Every business provides SOMETHING: either a product, or a service. When TVI Express says in its own FAQ that you do NOT need to sell anything, the only thing they have to sell is itself, which is just another word for recruiting. And that, makes it a pyramid scheme, according to the FTC.

And why would a company says that you would become an online distributor of travel, but then tell you that you don't need to sell anything, and be compensated solely for recruiting (i.e. cycling the matrix)?


6. Why are so many TVI Express members spreading false information and using bogus arguments?

Just read the TVI recruiting sites out there, and it's soon clear that most of them have NO IDEA what they're talking about. They're just repeating the stuff on the company website, and many even posted information that are simply bogus. One presented a bogus example of a Ponzi scheme, another presented some completely unrelated info, a third presented a bogus definition of pyramid scheme. Some members even resorted to making up business relationships using weasel words like "third-party relationships" or "associated with". Why? Are they in self-denial? Or are they lying to their readers?
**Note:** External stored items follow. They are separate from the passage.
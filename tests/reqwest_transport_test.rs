//! End-to-end tests over the reqwest transport against a local mock server.

use s3_compat::error::NetworkError;
use s3_compat::types::*;
use s3_compat::{AwsCredentials, S3Client, S3ClientBuilder, S3Config, S3Error};
use std::time::Duration;
use wiremock::matchers::{body_string, header, header_exists, method, path, query_param};
use wiremock::{Mock, MockServer, ResponseTemplate};

fn client_for(uri: &str) -> s3_compat::S3ClientImpl {
    let config = S3Config::builder()
        .endpoint(uri)
        .region("us-east-1")
        .credentials(AwsCredentials::new("AKIDTEST", "SECRETTEST"))
        .retry(
            s3_compat::RetryConfig::new(2)
                .with_initial_backoff(Duration::from_millis(1))
                .with_jitter(false),
        )
        .build()
        .unwrap();
    S3ClientBuilder::new().config(config).build().unwrap()
}

#[tokio::test]
async fn test_put_and_get_round_trip() {
    let server = MockServer::start().await;
    Mock::given(method("PUT"))
        .and(path("/test-bucket/dir/hello.txt"))
        .and(header_exists("authorization"))
        .and(header_exists("x-amz-date"))
        .and(header("content-type", "text/plain"))
        .and(body_string("Hello!"))
        .respond_with(ResponseTemplate::new(200).insert_header("etag", "\"e1\""))
        .expect(1)
        .mount(&server)
        .await;
    Mock::given(method("GET"))
        .and(path("/test-bucket/dir/hello.txt"))
        .respond_with(
            ResponseTemplate::new(200)
                .insert_header("content-type", "text/plain")
                .set_body_string("Hello!"),
        )
        .mount(&server)
        .await;

    let client = client_for(&server.uri());
    let put = client
        .objects()
        .put(PutObjectRequest::new("test-bucket", "dir/hello.txt", "Hello!").with_content_type("text/plain"))
        .await
        .unwrap();
    assert_eq!(put.e_tag.as_deref(), Some("\"e1\""));

    let got = client
        .objects()
        .get(GetObjectRequest::new("test-bucket", "dir/hello.txt"))
        .await
        .unwrap();
    assert_eq!(&got.body[..], b"Hello!");
    assert_eq!(got.metadata.content_type.as_deref(), Some("text/plain"));
}

#[tokio::test]
async fn test_streaming_file_upload_and_download() {
    let server = MockServer::start().await;
    let content = "file content ".repeat(1000);
    Mock::given(method("PUT"))
        .and(path("/test-bucket/big"))
        .and(header("x-amz-content-sha256", "UNSIGNED-PAYLOAD"))
        .and(body_string(content.clone()))
        .respond_with(ResponseTemplate::new(200))
        .expect(1)
        .mount(&server)
        .await;
    Mock::given(method("GET"))
        .and(path("/test-bucket/big"))
        .respond_with(ResponseTemplate::new(200).set_body_string(content.clone()))
        .mount(&server)
        .await;

    let file = tempfile::NamedTempFile::new().unwrap();
    std::fs::write(file.path(), &content).unwrap();

    let client = client_for(&server.uri());
    client
        .objects()
        .put(PutObjectRequest::new(
            "test-bucket",
            "big",
            s3_compat::RequestBody::from_file(file.path()),
        ))
        .await
        .unwrap();

    let stream = client
        .objects()
        .get_stream(GetObjectRequest::new("test-bucket", "big"))
        .await
        .unwrap();
    let body = stream.collect().await.unwrap();
    assert_eq!(body.len(), content.len());
}

#[tokio::test]
async fn test_service_error_is_decoded() {
    let server = MockServer::start().await;
    Mock::given(method("GET"))
        .and(path("/test-bucket/missing"))
        .respond_with(
            ResponseTemplate::new(404)
                .insert_header("x-amz-request-id", "REQ123")
                .set_body_string(
                    "<Error><Code>NoSuchKey</Code><Message>The specified key does not exist.</Message></Error>",
                ),
        )
        .mount(&server)
        .await;

    let client = client_for(&server.uri());
    let err = client
        .objects()
        .get(GetObjectRequest::new("test-bucket", "missing"))
        .await
        .unwrap_err();

    assert_eq!(err.error_code(), Some("NoSuchKey"));
    assert_eq!(err.request_id(), Some("REQ123"));
    assert_eq!(err.status_code(), Some(404));
}

#[tokio::test]
async fn test_server_errors_are_retried_over_http() {
    let server = MockServer::start().await;
    Mock::given(method("DELETE"))
        .and(path("/test-bucket/k"))
        .respond_with(ResponseTemplate::new(500))
        .up_to_n_times(2)
        .mount(&server)
        .await;
    Mock::given(method("DELETE"))
        .and(path("/test-bucket/k"))
        .respond_with(ResponseTemplate::new(204))
        .mount(&server)
        .await;

    let client = client_for(&server.uri());
    client.objects().delete("test-bucket", "k").await.unwrap();

    let received = server.received_requests().await.unwrap();
    assert_eq!(received.len(), 3);
}

#[tokio::test]
async fn test_subresource_query_is_signed() {
    let server = MockServer::start().await;
    Mock::given(method("GET"))
        .and(path("/test-bucket"))
        .and(query_param("versioning", ""))
        .respond_with(ResponseTemplate::new(200).set_body_string(
            "<VersioningConfiguration><Status>Suspended</Status></VersioningConfiguration>",
        ))
        .mount(&server)
        .await;

    let client = client_for(&server.uri());
    let config = client.buckets().get_versioning("test-bucket").await.unwrap();
    assert_eq!(config.status, Some(VersioningStatus::Suspended));
}

#[tokio::test]
async fn test_refused_connection_is_connectivity_error() {
    let port = {
        let listener = std::net::TcpListener::bind("127.0.0.1:0").unwrap();
        listener.local_addr().unwrap().port()
    };

    let client = client_for(&format!("http://127.0.0.1:{}", port));
    let err = client.buckets().list().await.unwrap_err();

    assert!(matches!(
        err.root(),
        S3Error::Connectivity(NetworkError::ConnectionFailed { .. })
    ));
    assert_eq!(err.attempts(), Some(3));
}

#[tokio::test]
async fn test_read_timeout_bounds_header_wait() {
    let server = MockServer::start().await;
    Mock::given(method("GET"))
        .and(path("/test-bucket/slow.txt"))
        .respond_with(
            ResponseTemplate::new(200)
                .set_body_string("late")
                .set_delay(Duration::from_millis(500)),
        )
        .mount(&server)
        .await;

    let config = S3Config::builder()
        .endpoint(&server.uri())
        .credentials(AwsCredentials::new("AKIDTEST", "SECRETTEST"))
        .read_timeout(Duration::from_millis(100))
        .retry(s3_compat::RetryConfig::no_retry())
        .build()
        .unwrap();
    let client = S3ClientBuilder::new().config(config).build().unwrap();

    let err = client
        .objects()
        .get(GetObjectRequest::new("test-bucket", "slow.txt"))
        .await
        .unwrap_err();
    assert!(matches!(
        err.root(),
        S3Error::Connectivity(NetworkError::Timeout { duration }) if *duration == Duration::from_millis(100)
    ));
}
A bigger question: are you expected to lie as well after you join, just to score more recruits? 


7. Why are the compensation package details so fuzzy?

Read the TVI Express website itself. How are you getting paid? Please, find it. You'd think that's important information, right? Apparently not. That link is actually hidden very well. And even then, the only thing defined is you can make $10000 by cycling out of two matrices (of 15 people each). There's some mumbling about "residual income" (never defined, though in a different FAQ there's something about "commission", no idea if it is the same thing), something about a "power pool" based on sales revenue (again, never defined), and something about bonuses involving yachts, vacations, luxury cars, and so on. Again, no details. Why? Wouldn't you want people to know right away HOW they can get all that stuff?

Also, the payment details gets very fuzzy. If you search on the Internet, you'll see that cycling out of the first board is $250 (in your eWallet, not cash), and $250 eVoucher (which you then sell to a new recruit). If you cycle out of the second board, you originally get $10000 + $5000 in eVouchers. However, the mention of that extra $5000 evoucher is now GONE from TVI Express website. (It can be found on some recruiter websites though, and often, people just say you get paid $15000, when in fact, you don't, and you have to sell the eVouchers to 20 people to get that $5000)


So, there you go. Seven questions you should ask yourself before you join TVI Express. They not only hinge on TVI's credibility and legitimacy, it also affects you as a participant. Remember, it's YOUR money, and do you really get paid what they claim? If you willingly participate in a fraud, and to perpetuate it by recruiting more people, you can be held responsible as well.